Compared with invasive examinations that require tissue sampling, respiratory sound testing is a non-invasive examination method that is safer and easier for patients to accept. In this study, we introduce Rene, a pioneering large-scale model tailored for respiratory sound recognition. Rene has been rigorously fine-tuned with an extensive dataset featuring a broad array of respiratory audio samples, targeting disease detection, sound pattern classification, and event identification. Our innovative approach applies a pre-trained speech recognition model to process respiratory sounds, augmented with patient medical records. The resulting multi-modal deep-learning framework addresses interpretability and real-time diagnostic challenges that have hindered previous respiratory-focused models. Benchmark comparisons reveal that Rene significantly outperforms existing models, achieving improvements of 10.27%, 16.15%, 15.29%, and 18.90% in respiratory event detection and audio classification on the SPRSound database. Disease prediction accuracy on the ICBHI database improved by 23% over the baseline in both mean average and harmonic scores.
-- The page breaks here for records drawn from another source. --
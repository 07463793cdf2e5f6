//! Buffers over memory-mapped file regions.

use std::{fmt, io, rc::Rc};

use crate::{
    buffer::{sealed::Cursor, Buffer, BufferState},
    byte_buffer::{self, sealed::Backing, ByteBuffer},
    channel::MapMode,
    codec::Scalar,
    error::{BufferError, Result},
    memory::{self, FileMapping},
    order::ByteOrder,
};

/// A byte buffer over a file region mapped by a [`FileChannel`].
///
/// Capacity is the mapped length. Byte access, bulk access, relative
/// multi-byte accessors, `compact` and typed views behave as for a
/// [`DirectByteBuffer`]. Absolute multi-byte accessors, `slice`, `duplicate`
/// and `as_read_only` are not supported and fail with
/// [`NotImplemented`](BufferError::NotImplemented) without side effects.
///
/// [`FileChannel`]: crate::FileChannel
/// [`DirectByteBuffer`]: crate::DirectByteBuffer
pub struct MappedByteBuffer {
    state: BufferState,
    mapping: Rc<FileMapping>,
    mode: MapMode,
    order: ByteOrder,
}

impl MappedByteBuffer {
    pub(crate) fn new(mapping: Rc<FileMapping>, mode: MapMode) -> Self {
        use memory::Memory;

        Self {
            state: BufferState::with_capacity(mapping.len()),
            mapping,
            mode,
            order: ByteOrder::BigEndian,
        }
    }

    /// Mode the region was mapped with.
    #[inline]
    pub fn mode(&self) -> MapMode {
        self.mode
    }

    /// Write changes made through a shared read-write mapping back to the
    /// file. A no-op for other modes.
    pub fn force(&self) -> io::Result<()> {
        match self.mode {
            MapMode::ReadWrite => self.mapping.flush(),
            MapMode::ReadOnly | MapMode::Private => Ok(()),
        }
    }

    /// Hint the kernel to load the region into physical memory.
    pub fn load(&self) -> io::Result<()> {
        self.mapping.advise_will_need()
    }

    #[inline]
    fn check_writable(&self) -> Result<()> {
        if self.is_read_only() {
            return Err(BufferError::ReadOnly);
        }
        Ok(())
    }
}

impl Backing for MappedByteBuffer {
    fn alias(&self) -> Self {
        Self {
            state: BufferState::with_capacity(self.state.capacity()),
            mapping: self.mapping.clone(),
            mode: self.mode,
            order: self.order,
        }
    }
}

impl Cursor for MappedByteBuffer {
    #[inline]
    fn state_mut(&mut self) -> &mut BufferState {
        &mut self.state
    }
}

impl Buffer for MappedByteBuffer {
    #[inline]
    fn state(&self) -> &BufferState {
        &self.state
    }

    #[inline]
    fn is_read_only(&self) -> bool {
        self.mode == MapMode::ReadOnly
    }

    /// A mapping is always addressable memory.
    #[inline]
    fn is_direct(&self) -> bool {
        true
    }
}

impl ByteBuffer for MappedByteBuffer {
    #[inline]
    fn order(&self) -> ByteOrder {
        self.order
    }

    #[inline]
    fn set_order(&mut self, order: ByteOrder) {
        self.order = order;
    }

    fn get_at(&self, index: usize) -> Result<u8> {
        self.state.check_index(index, 1)?;
        Ok(memory::read_byte(&*self.mapping, index))
    }

    fn put_at(&mut self, index: usize, value: u8) -> Result<()> {
        self.check_writable()?;
        self.state.check_index(index, 1)?;
        memory::write_byte(&*self.mapping, index, value);
        Ok(())
    }

    fn get_bytes_at(&self, index: usize, dst: &mut [u8]) -> Result<()> {
        self.state.check_index(index, dst.len())?;
        memory::read(&*self.mapping, index, dst);
        Ok(())
    }

    fn put_bytes_at(&mut self, index: usize, src: &[u8]) -> Result<()> {
        self.check_writable()?;
        self.state.check_index(index, src.len())?;
        memory::write(&*self.mapping, index, src);
        Ok(())
    }

    fn compact(&mut self) -> Result<()> {
        self.check_writable()?;
        let count = self.state.remaining();
        memory::copy_within(&*self.mapping, self.state.position(), 0, count);
        self.state.compacted(count);
        Ok(())
    }

    fn duplicate(&self) -> Result<Self> {
        Err(BufferError::NotImplemented("duplicate"))
    }

    fn slice(&self) -> Result<Self> {
        Err(BufferError::NotImplemented("slice"))
    }

    fn as_read_only(&self) -> Result<Self> {
        Err(BufferError::NotImplemented("as_read_only"))
    }

    fn get_scalar_at<T: Scalar>(&self, _index: usize) -> Result<T> {
        Err(BufferError::NotImplemented("absolute multi-byte get"))
    }

    fn put_scalar_at<T: Scalar>(&mut self, _index: usize, _value: T) -> Result<()> {
        Err(BufferError::NotImplemented("absolute multi-byte put"))
    }
}

impl io::Read for MappedByteBuffer {
    fn read(&mut self, buf: &mut [u8]) -> io::Result<usize> {
        byte_buffer::io_read(self, buf)
    }
}

impl io::Write for MappedByteBuffer {
    fn write(&mut self, buf: &[u8]) -> io::Result<usize> {
        byte_buffer::io_write(self, buf)
    }

    fn flush(&mut self) -> io::Result<()> {
        self.force()
    }
}

impl fmt::Debug for MappedByteBuffer {
    fn fmt(&self, f: &mut fmt::Formatter<'_>) -> fmt::Result {
        f.debug_struct("MappedByteBuffer")
            .field("pos", &self.state.position())
            .field("lim", &self.state.limit())
            .field("cap", &self.state.capacity())
            .field("mode", &self.mode)
            .field("order", &self.order)
            .finish()
    }
}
Moreover, we have developed a real-time respiratory sound discrimination system utilizing the Rene architecture. Employing state-of-the-art Edge AI technology, this system enables rapid and accurate responses for respiratory sound auscultation(https://github.com/zpforlove/Rene).

翻译：与需要组织采样的侵入性检查相比，呼吸音测试是一种非侵入性检查方法，对患者而言更安全且更易接受。本研究介绍了Rene，一种专为呼吸音识别而设计的开创性大规模模型。Rene已通过包含广泛呼吸音频样本的大规模数据集进行了严格微调，目标涵盖疾病检测、声音模式分类和事件识别。我们的创新方法采用预训练的语音识别模型处理呼吸音，并结合患者病历信息进行增强。由此构建的多模态深度学习框架解决了以往呼吸领域模型在可解释性和实时诊断方面面临的挑战。基准测试比较表明，Rene在SPRSound数据库的呼吸事件检测和音频分类任务中显著优于现有模型，分别实现了10.27%、16.15%、15.29%和18.90%的性能提升。在ICBHI数据库的疾病预测任务中，其平均准确率与调和分数较基线模型均提高了23%。此外，我们基于Rene架构开发了实时呼吸音鉴别系统。该系统采用前沿的Edge AI技术，能够为呼吸音听诊提供快速准确的分析响应(https://github.com/zpforlove/Rene)。